Davidson argues that Bitcoin’s fixed 21 million supply and track record versus inflationary currencies make it a better long-term store of value than the dollar. The press release leans heavily on the idea that the U.S. should lead, not follow, as other countries build up strategic Bitcoin positions. China and Russia are name-checked as examples of nations already accumulating BTC.
The proposal also has a political and access angle. Davidson claims that letting people pay in BTC expands participation in the tax system, especially for the under-banked who may be more comfortable with Bitcoin than with legacy banking rails. Routing BTC into a Strategic Bitcoin Reserve is positioned as a way to strengthen the national balance sheet and reduce reliance on additional debt issuance.

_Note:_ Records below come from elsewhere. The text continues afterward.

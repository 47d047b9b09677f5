//! The UI loop.
//!
//! `App` owns the three screens and the current tab. `run` multiplexes user input and
//! fetch outcomes with crossbeam `select!`; all screen state is touched only from this
//! loop, never from the fetch workers.
use std::io::Write;

use crossbeam_channel::{Receiver, select};
use log::{debug, info};
use quote_common::{QuoteError, Result};

use crate::input::{HELP, UiEvent, UserCommand};
use crate::media::PERMISSION_DENIED_ALERT;
use crate::navigation::Tab;
use crate::provider::FetchOutcome;
use crate::screen::Screen;
use crate::screen::diary::DiaryScreen;
use crate::screen::home::HomeScreen;
use crate::screen::profile::ProfileScreen;

/// Whether the loop keeps going after a command.
#[derive(Debug, Clone, Copy, PartialEq, Eq)]
pub enum Flow {
    Continue,
    Quit,
}

pub struct App {
    tab: Tab,
    home: HomeScreen,
    diary: DiaryScreen,
    profile: ProfileScreen,
}

impl App {
    pub fn new(home: HomeScreen, diary: DiaryScreen, profile: ProfileScreen) -> Self {
        Self {
            tab: Tab::default(),
            home,
            diary,
            profile,
        }
    }

    /// Mounts the initial tab and draws it.
    pub fn start<W: Write>(&mut self, out: &mut W) -> Result<()> {
        self.navigate(Tab::default(), out)
    }

    /// Runs until the user quits, stdin closes or Ctrl+C arrives.
    pub fn run<W: Write>(
        &mut self,
        events: Receiver<UiEvent>,
        outcomes: Receiver<FetchOutcome>,
        out: &mut W,
    ) -> Result<()> {
        self.start(out)?;
        loop {
            select! {
                recv(events) -> event => match event {
                    Ok(UiEvent::Input(line)) => match line.parse::<UserCommand>() {
                        Ok(command) => {
                            if self.handle_command(command, out)? == Flow::Quit {
                                break;
                            }
                        }
                        Err(e) => {
                            writeln!(out, "{}", e)?;
                            writeln!(out, "{}", HELP)?;
                        }
                    },
                    Ok(UiEvent::InputClosed) => {
                        info!("Input closed, exiting");
                        break;
                    }
                    Ok(UiEvent::Shutdown) => {
                        info!("Shutting down client...");
                        break;
                    }
                    Err(e) => return Err(QuoteError::ChannelRecv(e.to_string())),
                },
                recv(outcomes) -> outcome => match outcome {
                    Ok(outcome) => self.handle_outcome(outcome, out)?,
                    Err(e) => return Err(QuoteError::ChannelRecv(e.to_string())),
                },
            }
            out.flush()?;
        }
        Ok(())
    }

    /// Applies one user command and redraws what changed.
    pub fn handle_command<W: Write>(&mut self, command: UserCommand, out: &mut W) -> Result<Flow> {
        match command {
            UserCommand::Quit => return Ok(Flow::Quit),
            UserCommand::Help => writeln!(out, "{}", HELP)?,
            UserCommand::Navigate(tab) => self.navigate(tab, out)?,
            UserCommand::NextQuote => {
                if self.tab == Tab::Home && self.home.has_control() {
                    self.home.request_another();
                } else {
                    debug!("No quote control on screen, ignoring request");
                }
            }
            UserCommand::Today(text) => {
                self.diary.set_today(&text);
                self.redraw_if(Tab::Diary, out)?;
            }
            UserCommand::Happiness(rating) => {
                self.diary.set_happiness(rating);
                self.redraw_if(Tab::Diary, out)?;
            }
            UserCommand::Productivity(rating) => {
                self.diary.set_productivity(rating);
                self.redraw_if(Tab::Diary, out)?;
            }
            UserCommand::SetProfile(field, value) => {
                self.profile.set(field, &value);
                self.redraw_if(Tab::Profile, out)?;
            }
            UserCommand::Pick(request) => match self.profile.pick_image(&request) {
                Ok(true) => self.redraw_if(Tab::Profile, out)?,
                Ok(false) => {}
                Err(QuoteError::PermissionDenied) => show_alert(out, PERMISSION_DENIED_ALERT)?,
                Err(e) => return Err(e),
            },
        }
        Ok(Flow::Continue)
    }

    /// Applies a fetch outcome; redraws Home when it is visible and the quote changed.
    pub fn handle_outcome<W: Write>(&mut self, outcome: FetchOutcome, out: &mut W) -> Result<()> {
        if self.home.apply(outcome) {
            self.redraw_if(Tab::Home, out)?;
        }
        Ok(())
    }

    pub fn tab(&self) -> Tab {
        self.tab
    }

    fn navigate<W: Write>(&mut self, tab: Tab, out: &mut W) -> Result<()> {
        self.tab = tab;
        match tab {
            Tab::Home => self.home.mount(),
            Tab::Profile => {
                if let Some(alert) = self.profile.mount() {
                    show_alert(out, alert)?;
                }
            }
            Tab::Diary => {}
        }
        self.render(out)
    }

    fn redraw_if<W: Write>(&self, tab: Tab, out: &mut W) -> Result<()> {
        if self.tab == tab {
            self.render(out)?;
        }
        Ok(())
    }

    fn render<W: Write>(&self, out: &mut W) -> Result<()> {
        let screen: &dyn Screen = match self.tab {
            Tab::Home => &self.home,
            Tab::Diary => &self.diary,
            Tab::Profile => &self.profile,
        };
        screen.render(out)?;
        Ok(())
    }
}

fn show_alert<W: Write>(out: &mut W, message: &str) -> Result<()> {
    writeln!(out)?;
    writeln!(out, "!! {} !!", message)?;
    Ok(())
}
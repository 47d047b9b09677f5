//! HTTP routes: `GET /quotes` returns the whole list, everything else is a 404.
use std::sync::Arc;

use axum::extract::State;
use axum::routing::get;
use axum::{Json, Router};
use log::debug;
use quote_common::QuoteList;
use quote_common::net::QUOTES_PATH;

use crate::store::QuoteStore;

pub fn router(store: Arc<QuoteStore>) -> Router {
    Router::new()
        .route(QUOTES_PATH, get(list_quotes))
        .with_state(store)
}

async fn list_quotes(State(store): State<Arc<QuoteStore>>) -> Json<QuoteList> {
    debug!("Serving {} quotes", store.quotes().len());
    Json(store.quotes().to_vec())
}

For now this is an opening bid, not law. The bill would still have to move through committee, survive amendments, and clear both chambers. It also raises practical questions: how custody would be handled, what accounting rules Treasury would follow, whether BTC holdings would be marked-to-market, and how this interacts with existing rules around public-sector investment in “volatile” assets.
For operators, allocators, and miners, the signal is what matters: a sitting U.S. Representative is explicitly proposing to park a slice of federal tax receipts in Bitcoin instead of selling them. Even if this specific bill dies, it moves the Overton window on Bitcoin as a strategic reserve asset. If a future version ever passes, it would turn the IRS and Treasury into structural BTC buyers whenever taxpayers opt to pay in Bitcoin.